Alternative way to estimate total size of NSEC3 chain

[pspacek]

It's impossible for NSEC zones, but there is a neat and super-fast trick for NSEC3-signed zones!

https://blog.apnic.net/2017/03/10/surprising-connection-hyperloglog-dnssec-nsec3/

C++ implementation:
https://github.com/ahupowerdns/pdns/blob/dnssecmeasure/pdns/dnssecmeasure.cc

[pspacek]

(Needless to say that this would enable nice progress bar for NSEC3-signed zones.)

[anonion0]

We did something similar to this all the way back in 2011/2012, when nsec3map was initially written.

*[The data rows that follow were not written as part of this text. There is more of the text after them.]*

//! The runtime half of an agent: status, run accounting and the in-flight guard

use std::sync::Arc;
use std::sync::atomic::{AtomicBool, Ordering};

use async_trait::async_trait;
use chrono::{DateTime, Utc};
use serde_json::Value;
use tokio::sync::{RwLock, broadcast};
use tokio::time::Instant;
use tracing::{debug, warn};

use super::output::{ExecutionResult, RunDisposition};
use super::types::{AgentConfig, AgentInfo, AgentStatus, Schedule};
use crate::error::ExecutorError;
use crate::events::{AgentEvent, AgentListener};
use crate::executor::{Analyzable, TaskExecutor};

#[derive(Debug, Default)]
struct RuntimeState {
    status: AgentStatus,
    /// Set by scheduler start, cleared by stop
    started: bool,
    run_count: u64,
    last_run: Option<DateTime<Utc>>,
    last_error: Option<String>,
}

/// One schedulable unit of work
///
/// Wraps an immutable [`AgentConfig`], the [`TaskExecutor`] doing the actual
/// work and at most one [`AgentListener`]. Status only changes through the
/// crate-internal calls a [`Scheduler`](crate::scheduler::Scheduler) makes.
pub struct Agent {
    config: AgentConfig,
    executor: Arc<dyn TaskExecutor>,
    listener: Option<Arc<dyn AgentListener>>,
    state: RwLock<RuntimeState>,
    busy: AtomicBool,
}

/// Releases the in-flight flag however the run ends
struct BusyGuard<'a>(&'a AtomicBool);

impl Drop for BusyGuard<'_> {
    fn drop(&mut self) {
        self.0.store(false, Ordering::Release);
    }
}

impl Agent {
    pub fn builder(config: AgentConfig, executor: Arc<dyn TaskExecutor>) -> AgentBuilder {
        AgentBuilder {
            config,
            executor,
            listener: None,
        }
    }

    pub fn id(&self) -> &str {
        &self.config.id
    }

    pub fn config(&self) -> &AgentConfig {
        &self.config
    }

    pub fn schedule(&self) -> Schedule {
        self.config.schedule
    }

    pub fn is_busy(&self) -> bool {
        self.busy.load(Ordering::Acquire)
    }

    /// Snapshot of config and runtime state
    pub async fn info(&self) -> AgentInfo {
        let state = self.state.read().await;
        AgentInfo {
            config: self.config.clone(),
            status: state.status,
            run_count: state.run_count,
            last_run: state.last_run,
            busy: self.is_busy(),
            last_error: state.last_error.clone(),
        }
    }

    pub async fn status(&self) -> AgentStatus {
        self.state.read().await.status
    }

    /// Call the executor once and time it
    ///
    /// The executor runs on its own task so a panic surfaces as a failed
    /// result instead of unwinding through the caller. No state is touched.
    pub async fn execute(&self, input: Option<Value>) -> ExecutionResult {
        let started = Instant::now();
        let executor = Arc::clone(&self.executor);
        let outcome = match tokio::spawn(async move { executor.execute(input).await }).await {
            Ok(outcome) => outcome,
            Err(join_error) => Err(ExecutorError::Panicked(panic_message(join_error))),
        };
        let duration_ms = started.elapsed().as_millis() as u64;

        match outcome {
            Ok(data) => ExecutionResult::Success { data, duration_ms },
            Err(e) => ExecutionResult::Failure {
                error: e.to_string(),
                duration_ms,
            },
        }
    }

    /// Mark started and emit `started`; false if it already was
    pub(crate) async fn mark_started(
        &self,
        scheduled: bool,
        events: &broadcast::Sender<AgentEvent>,
    ) -> bool {
        {
            let mut state = self.state.write().await;
            if state.started {
                return false;
            }
            state.started = true;
            state.status = AgentStatus::Running;
        }
        self.emit(AgentEvent::started(self.id(), scheduled), events)
            .await;
        true
    }

    /// Mark stopped and emit `paused`; false if there was nothing to stop
    pub(crate) async fn mark_stopped(&self, events: &broadcast::Sender<AgentEvent>) -> bool {
        {
            let mut state = self.state.write().await;
            if !state.started && state.status == AgentStatus::Stopped {
                return false;
            }
            state.started = false;
            state.status = AgentStatus::Stopped;
        }
        self.emit(AgentEvent::paused(self.id()), events).await;
        true
    }

    /// One guarded run: execute, record, emit
    ///
    /// Returns [`RunDisposition::Skipped`] without calling the executor when a
    /// run is already in flight.
    pub(crate) async fn run(
        &self,
        input: Option<Value>,
        events: &broadcast::Sender<AgentEvent>,
    ) -> RunDisposition {
        if self
            .busy
            .compare_exchange(false, true, Ordering::AcqRel, Ordering::Acquire)
            .is_err()
        {
            debug!(agent_id = %self.id(), "Run already in flight, skipping trigger");
            return RunDisposition::Skipped;
        }
        let _guard = BusyGuard(&self.busy);

        let result = self.execute(input).await;
        self.record(&result).await;

        let event = match &result {
            ExecutionResult::Success { data, duration_ms } => {
                AgentEvent::completed(self.id(), data.clone(), *duration_ms)
            }
            ExecutionResult::Failure { error, duration_ms } => {
                warn!(agent_id = %self.id(), "Run failed: {}", error);
                AgentEvent::failed(self.id(), error.clone(), *duration_ms)
            }
        };
        self.emit(event, events).await;

        RunDisposition::Completed(result)
    }

    async fn record(&self, result: &ExecutionResult) {
        let mut state = self.state.write().await;
        state.run_count += 1;
        state.last_run = Some(Utc::now());

        let armed = state.started && self.config.schedule.is_interval();
        match result.error() {
            None => {
                state.last_error = None;
                state.status = if state.started {
                    AgentStatus::Running
                } else {
                    AgentStatus::Stopped
                };
            }
            Some(error) => {
                state.last_error = Some(error.to_string());
                // An armed timer keeps retrying, so the failure is visible as
                // `error` until the next good tick. Anything else drops back
                // to stopped and has to be started again.
                if armed {
                    state.status = AgentStatus::Error;
                } else {
                    state.started = false;
                    state.status = AgentStatus::Stopped;
                }
            }
        }
    }

    /// Hand the event to the listener, then republish it
    async fn emit(&self, event: AgentEvent, events: &broadcast::Sender<AgentEvent>) {
        if let Some(listener) = &self.listener {
            listener.on_event(&event).await;
        }
        // No receivers is fine
        let _ = events.send(event);
    }
}

impl std::fmt::Debug for Agent {
    fn fmt(&self, f: &mut std::fmt::Formatter<'_>) -> std::fmt::Result {
        f.debug_struct("Agent")
            .field("config", &self.config)
            .field("has_listener", &self.listener.is_some())
            .field("busy", &self.is_busy())
            .finish()
    }
}

#[async_trait]
impl Analyzable for Agent {
    async fn analyze(&self, input: Value) -> Result<Value, ExecutorError> {
        self.executor.analyze(input).await
    }
}

fn panic_message(join_error: tokio::task::JoinError) -> String {
    if !join_error.is_panic() {
        return join_error.to_string();
    }
    let payload = join_error.into_panic();
    if let Some(message) = payload.downcast_ref::<&str>() {
        (*message).to_string()
    } else if let Some(message) = payload.downcast_ref::<String>() {
        message.clone()
    } else {
        "unknown panic payload".to_string()
    }
}

/// Builds an [`Agent`]; the listener can only be set here
pub struct AgentBuilder {
    config: AgentConfig,
    executor: Arc<dyn TaskExecutor>,
    listener: Option<Arc<dyn AgentListener>>,
}

impl AgentBuilder {
    pub fn listener(mut self, listener: Arc<dyn AgentListener>) -> Self {
        self.listener = Some(listener);
        self
    }

    pub fn build(self) -> Agent {
        Agent {
            config: self.config,
            executor: self.executor,
            listener: self.listener,
            state: RwLock::new(RuntimeState::default()),
            busy: AtomicBool::new(false),
        }
    }
}

#[cfg(test)]
mod tests {
    use super::*;
    use crate::agent::AgentOutput;
    use crate::events::{AgentEventKind, EventRecorder};
    use crate::executor::MockExecutor;
    use serde_json::json;
    use std::time::Duration;

    fn channel() -> broadcast::Sender<AgentEvent> {
        broadcast::channel(16).0
    }

    fn agent_with(mock: MockExecutor, schedule: Schedule) -> (Agent, Arc<EventRecorder>) {
        let recorder = Arc::new(EventRecorder::new());
        let agent = Agent::builder(
            AgentConfig::new("task-agent-t1", "Task Agent", schedule),
            Arc::new(mock),
        )
        .listener(recorder.clone())
        .build();
        (agent, recorder)
    }

    #[tokio::test]
    async fn new_agent_is_stopped_and_idle() {
        let (agent, _) = agent_with(MockExecutor::default(), Schedule::Manual);
        let info = agent.info().await;
        assert_eq!(info.status, AgentStatus::Stopped);
        assert_eq!(info.run_count, 0);
        assert!(info.last_run.is_none());
        assert!(!info.busy);
    }

    #[tokio::test]
    async fn successful_run_emits_completed_with_output() {
        let output = AgentOutput::with_items(vec![json!({"id": 1}), json!({"id": 2})]);
        let (agent, recorder) = agent_with(MockExecutor::new(output), Schedule::Manual);

        let disposition = agent.run(None, &channel()).await;
        let result = disposition.result().unwrap();
        assert!(result.is_success());
        assert_eq!(result.output().unwrap().processed_count(), 2);

        let events = recorder.events().await;
        assert_eq!(events.len(), 1);
        assert_eq!(events[0].kind(), AgentEventKind::Completed);

        let info = agent.info().await;
        assert_eq!(info.run_count, 1);
        assert!(info.last_run.is_some());
    }

    #[tokio::test]
    async fn executor_error_becomes_failure_event() {
        let (agent, recorder) =
            agent_with(MockExecutor::default().always_failing(), Schedule::Manual);

        let disposition = agent.run(None, &channel()).await;
        assert!(!disposition.result().unwrap().is_success());
        assert_eq!(recorder.count(AgentEventKind::Failed).await, 1);

        let info = agent.info().await;
        assert_eq!(info.status, AgentStatus::Stopped);
        assert_eq!(info.run_count, 1);
        assert!(info.last_error.unwrap().contains("mock failure"));
    }

    #[tokio::test]
    async fn executor_panic_becomes_failure() {
        let (agent, recorder) = agent_with(MockExecutor::default().panicking(), Schedule::Manual);

        let result = agent.execute(None).await;
        assert!(result.error().unwrap().contains("panicked"));
        assert!(recorder.events().await.is_empty());

        let disposition = agent.run(None, &channel()).await;
        assert!(!disposition.result().unwrap().is_success());
        assert!(!agent.is_busy());
    }

    #[tokio::test]
    async fn failure_on_started_interval_agent_sets_error_then_recovers() {
        let mock = MockExecutor::default().failing_on_call(1);
        let (agent, _) = agent_with(mock, Schedule::Interval { minutes: 1 });
        let tx = channel();

        assert!(agent.mark_started(true, &tx).await);
        agent.run(None, &tx).await;
        assert_eq!(agent.status().await, AgentStatus::Error);

        agent.run(None, &tx).await;
        assert_eq!(agent.status().await, AgentStatus::Running);
        assert!(agent.info().await.last_error.is_none());
    }

    #[tokio::test]
    async fn failure_on_started_manual_agent_allows_a_fresh_start() {
        let mock = MockExecutor::default().failing_on_call(1);
        let (agent, recorder) = agent_with(mock, Schedule::Manual);
        let tx = channel();

        assert!(agent.mark_started(false, &tx).await);
        agent.run(None, &tx).await;
        assert_eq!(agent.status().await, AgentStatus::Stopped);

        // Already stopped, so there is nothing to pause
        assert!(!agent.mark_stopped(&tx).await);
        assert_eq!(recorder.count(AgentEventKind::Paused).await, 0);

        assert!(agent.mark_started(false, &tx).await);
        assert_eq!(agent.status().await, AgentStatus::Running);
        assert_eq!(recorder.count(AgentEventKind::Started).await, 2);
    }

    #[tokio::test(start_paused = true)]
    async fn overlapping_run_is_skipped() {
        let mock = MockExecutor::default().with_delay(Duration::from_secs(30));
        let (agent, recorder) = agent_with(mock, Schedule::Manual);
        let tx = channel();

        let (first, second) = tokio::join!(agent.run(None, &tx), async {
            tokio::time::sleep(Duration::from_secs(1)).await;
            agent.run(None, &tx).await
        });

        assert!(!first.is_skipped());
        assert!(second.is_skipped());
        assert_eq!(agent.info().await.run_count, 1);
        assert_eq!(recorder.count(AgentEventKind::Completed).await, 1);
    }

    #[tokio::test]
    async fn start_and_stop_emit_once() {
        let (agent, recorder) = agent_with(MockExecutor::default(), Schedule::Manual);
        let tx = channel();
        let mut rx = tx.subscribe();

        assert!(agent.mark_started(false, &tx).await);
        assert!(!agent.mark_started(false, &tx).await);
        assert_eq!(agent.status().await, AgentStatus::Running);

        assert!(agent.mark_stopped(&tx).await);
        assert!(!agent.mark_stopped(&tx).await);
        assert_eq!(agent.status().await, AgentStatus::Stopped);

        assert_eq!(recorder.count(AgentEventKind::Started).await, 1);
        assert_eq!(recorder.count(AgentEventKind::Paused).await, 1);
        assert_eq!(rx.recv().await.unwrap().kind(), AgentEventKind::Started);
        assert_eq!(rx.recv().await.unwrap().kind(), AgentEventKind::Paused);
    }

    #[tokio::test]
    async fn analyze_forwards_to_executor() {
        let (agent, _) = agent_with(MockExecutor::default(), Schedule::Manual);
        let answer = agent.analyze(json!({"id": "doc-1"})).await.unwrap();
        assert_eq!(answer["analyzed"]["id"], "doc-1");
        assert_eq!(agent.info().await.run_count, 0);
    }
}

Our approach was to simply extrapolate the size of the NSEC3 chain by looking at the ratio of number of records / total hash distance covered. The difficulty was simply accounting for the sampling bias that (partial) NSEC3 enumeration produces (it doesn't produce a random sample because it tends to find records that cover a larger hash distance sooner).
I can't remember the exact math now (it's been a while), but it's probably described in our original paper.
It's implemented in the -p/--predict option.

(Needless to say that this would enable nice progress bar for NSEC3-signed zones.)

This is precisely what the -p option already does :)

[pspacek]

I'm sorry for the noise, I don't know how I did miss that 🤦

[anonion0]

No worries.
I'm going to leave this issue open until I've had a chance to compare the cited approach to ours.